EXERCISE DATA:

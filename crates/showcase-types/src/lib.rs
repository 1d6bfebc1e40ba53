// crates/showcase-types/src/lib.rs
// Shared types for the showcase widgets (native + WASM compatible)
// No browser-only dependencies allowed here

use std::collections::HashSet;

use serde::{Deserialize, Serialize};

/// Shown when a review has no usable quote text
pub const FALLBACK_QUOTE: &str = "No review text available.";
/// Shown when a review has no usable author
pub const FALLBACK_AUTHOR: &str = "Anonymous";

pub const DEFAULT_MAX_QUOTE_CHARS: usize = 280;
pub const MAX_AUTHOR_CHARS: usize = 80;
pub const MAX_CONTEXT_CHARS: usize = 120;

// ═══════════════════════════════════════
// REVIEW RECORDS
// ═══════════════════════════════════════

/// Review candidate as supplied by the page. Every field may be missing.
#[derive(Debug, Clone, Default, Serialize, Deserialize, PartialEq, Eq)]
pub struct ReviewInput {
    #[serde(default)]
    pub id: Option<String>,
    #[serde(default)]
    pub quote: Option<String>,
    #[serde(default)]
    pub author: Option<String>,
    #[serde(default)]
    pub context: Option<String>,
    #[serde(default)]
    pub featured: Option<bool>,
}

impl ReviewInput {
    /// Candidates without an explicit flag are featured
    pub fn is_featured(&self) -> bool {
        self.featured.unwrap_or(true)
    }
}

/// Normalized review ready for display
#[derive(Debug, Clone, Serialize, Deserialize, PartialEq, Eq)]
pub struct Review {
    pub id: String,
    pub quote: String,
    pub author: String,
    pub context: Option<String>,
    pub featured: bool,
}

/// Filter candidates to featured ones and backfill missing fields.
///
/// Generated ids are `review-<n>` with `n` the 1-based position in
/// `candidates`, so the same input always yields the same ids. Ids are
/// unique within the returned list.
pub fn prepare_reviews(candidates: &[ReviewInput], max_quote_chars: usize) -> Vec<Review> {
    let mut seen = HashSet::new();

    candidates
        .iter()
        .enumerate()
        .filter(|(_, candidate)| candidate.is_featured())
        .map(|(position, candidate)| {
            let base_id = candidate
                .id
                .as_deref()
                .map(str::trim)
                .filter(|id| !id.is_empty())
                .map(str::to_string)
                .unwrap_or_else(|| format!("review-{}", position + 1));

            Review {
                id: unique_id(base_id, &mut seen),
                quote: clean_text(candidate.quote.as_deref(), max_quote_chars)
                    .unwrap_or_else(|| FALLBACK_QUOTE.to_string()),
                author: clean_text(candidate.author.as_deref(), MAX_AUTHOR_CHARS)
                    .unwrap_or_else(|| FALLBACK_AUTHOR.to_string()),
                context: clean_text(candidate.context.as_deref(), MAX_CONTEXT_CHARS),
                featured: true,
            }
        })
        .collect()
}

fn unique_id(base: String, seen: &mut HashSet<String>) -> String {
    if seen.insert(base.clone()) {
        return base;
    }
    let mut suffix = 2;
    loop {
        let candidate = format!("{}-{}", base, suffix);
        if seen.insert(candidate.clone()) {
            return candidate;
        }
        suffix += 1;
    }
}

// ═══════════════════════════════════════
// TEXT SANITATION
// ═══════════════════════════════════════

/// Strip markup, collapse whitespace and cap length. `None` when nothing is left.
pub fn clean_text(raw: Option<&str>, max_chars: usize) -> Option<String> {
    let text = strip_html(raw?);
    if text.is_empty() {
        return None;
    }
    Some(truncate_chars(&text, max_chars))
}

/// Remove `<...>` tags and decode the handful of entities testimonials use.
/// A `<` with no closing `>` is kept as literal text.
pub fn strip_html(input: &str) -> String {
    let mut out = String::with_capacity(input.len());
    let mut rest = input;

    while let Some(start) = rest.find('<') {
        match rest[start..].find('>') {
            Some(end) => {
                out.push_str(&rest[..start]);
                out.push(' ');
                rest = &rest[start + end + 1..];
            }
            None => break,
        }
    }
    out.push_str(rest);

    let decoded = out
        .replace("&nbsp;", " ")
        .replace("&lt;", "<")
        .replace("&gt;", ">")
        .replace("&quot;", "\"")
        .replace("&#39;", "'")
        .replace("&amp;", "&");

    decoded.split_whitespace().collect::<Vec<_>>().join(" ")
}

/// Cap `text` at `max_chars` characters, ending in an ellipsis when cut
pub fn truncate_chars(text: &str, max_chars: usize) -> String {
    if text.chars().count() <= max_chars {
        return text.to_string();
    }
    if max_chars == 0 {
        return String::new();
    }
    let mut cut: String = text.chars().take(max_chars - 1).collect();
    let kept = cut.trim_end().len();
    cut.truncate(kept);
    cut.push('…');
    cut
}

#[cfg(test)]
mod tests {
    use super::*;

    fn candidate(quote: &str, author: &str) -> ReviewInput {
        ReviewInput {
            quote: Some(quote.to_string()),
            author: Some(author.to_string()),
            ..Default::default()
        }
    }

    // ============================================================================
    // ReviewInput tests
    // ============================================================================

    #[test]
    fn test_review_input_deserialize_partial() {
        let json = r#"{"quote": "Great work", "featured": false}"#;
        let input: ReviewInput = serde_json::from_str(json).unwrap();
        assert_eq!(input.quote.as_deref(), Some("Great work"));
        assert_eq!(input.author, None);
        assert!(!input.is_featured());
    }

    #[test]
    fn test_review_input_featured_defaults_true() {
        let input: ReviewInput = serde_json::from_str("{}").unwrap();
        assert!(input.is_featured());
    }

    // ============================================================================
    // prepare_reviews tests
    // ============================================================================

    #[test]
    fn test_prepare_keeps_only_featured() {
        let mut hidden = candidate("Hidden", "Someone");
        hidden.featured = Some(false);
        let mut shown = candidate("Shown", "Someone else");
        shown.featured = Some(true);
        let implicit = candidate("Implicit", "Third");

        let reviews = prepare_reviews(&[hidden, shown, implicit], DEFAULT_MAX_QUOTE_CHARS);
        assert_eq!(reviews.len(), 2);
        assert!(reviews.iter().all(|r| r.featured));
        assert_eq!(reviews[0].quote, "Shown");
        assert_eq!(reviews[1].quote, "Implicit");
    }

    #[test]
    fn test_prepare_backfills_missing_fields() {
        let reviews = prepare_reviews(&[ReviewInput::default()], DEFAULT_MAX_QUOTE_CHARS);
        assert_eq!(reviews.len(), 1);
        assert_eq!(reviews[0].id, "review-1");
        assert_eq!(reviews[0].quote, FALLBACK_QUOTE);
        assert_eq!(reviews[0].author, FALLBACK_AUTHOR);
        assert_eq!(reviews[0].context, None);
    }

    #[test]
    fn test_prepare_generated_ids_follow_input_position() {
        let mut skipped = candidate("a", "b");
        skipped.featured = Some(false);
        let reviews = prepare_reviews(&[skipped, candidate("c", "d")], DEFAULT_MAX_QUOTE_CHARS);
        assert_eq!(reviews[0].id, "review-2");
    }

    #[test]
    fn test_prepare_deduplicates_ids() {
        let mut first = candidate("one", "x");
        first.id = Some("dup".to_string());
        let mut second = candidate("two", "y");
        second.id = Some(" dup ".to_string());
        let mut third = candidate("three", "z");
        third.id = Some("dup".to_string());

        let reviews = prepare_reviews(&[first, second, third], DEFAULT_MAX_QUOTE_CHARS);
        let ids: Vec<_> = reviews.iter().map(|r| r.id.as_str()).collect();
        assert_eq!(ids, vec!["dup", "dup-2", "dup-3"]);
    }

    #[test]
    fn test_prepare_strips_markup_from_quote() {
        let reviews = prepare_reviews(
            &[candidate("<p>Loved <b>every</b> minute</p>", "<i>Dana</i>")],
            DEFAULT_MAX_QUOTE_CHARS,
        );
        assert_eq!(reviews[0].quote, "Loved every minute");
        assert_eq!(reviews[0].author, "Dana");
    }

    #[test]
    fn test_prepare_caps_quote_length() {
        let long = "word ".repeat(100);
        let reviews = prepare_reviews(&[candidate(&long, "A")], 40);
        assert!(reviews[0].quote.chars().count() <= 40);
        assert!(reviews[0].quote.ends_with('…'));
    }

    #[test]
    fn test_prepare_blank_context_is_none() {
        let mut input = candidate("q", "a");
        input.context = Some("   <br>  ".to_string());
        let reviews = prepare_reviews(&[input], DEFAULT_MAX_QUOTE_CHARS);
        assert_eq!(reviews[0].context, None);
    }

    #[test]
    fn test_prepare_empty_input() {
        assert!(prepare_reviews(&[], DEFAULT_MAX_QUOTE_CHARS).is_empty());
    }

    // ============================================================================
    // Sanitation tests
    // ============================================================================

    #[test]
    fn test_strip_html_decodes_entities() {
        assert_eq!(strip_html("Tom &amp; Jerry&nbsp;&quot;rock&quot;"), "Tom & Jerry \"rock\"");
    }

    #[test]
    fn test_strip_html_keeps_unclosed_angle() {
        assert_eq!(strip_html("5 < 6 and   more"), "5 < 6 and more");
    }

    #[test]
    fn test_truncate_chars_short_text_untouched() {
        assert_eq!(truncate_chars("short", 10), "short");
    }

    #[test]
    fn test_truncate_chars_counts_characters_not_bytes() {
        let text = "ééééé";
        assert_eq!(truncate_chars(text, 5), text);
        assert_eq!(truncate_chars(text, 3), "éé…");
    }

    #[test]
    fn test_truncate_chars_zero() {
        assert_eq!(truncate_chars("abc", 0), "");
    }
}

TASK REQUIREMENTS: Write only the number of lines in the records that include the word "PartialEq".

TASK OUTPUT: 2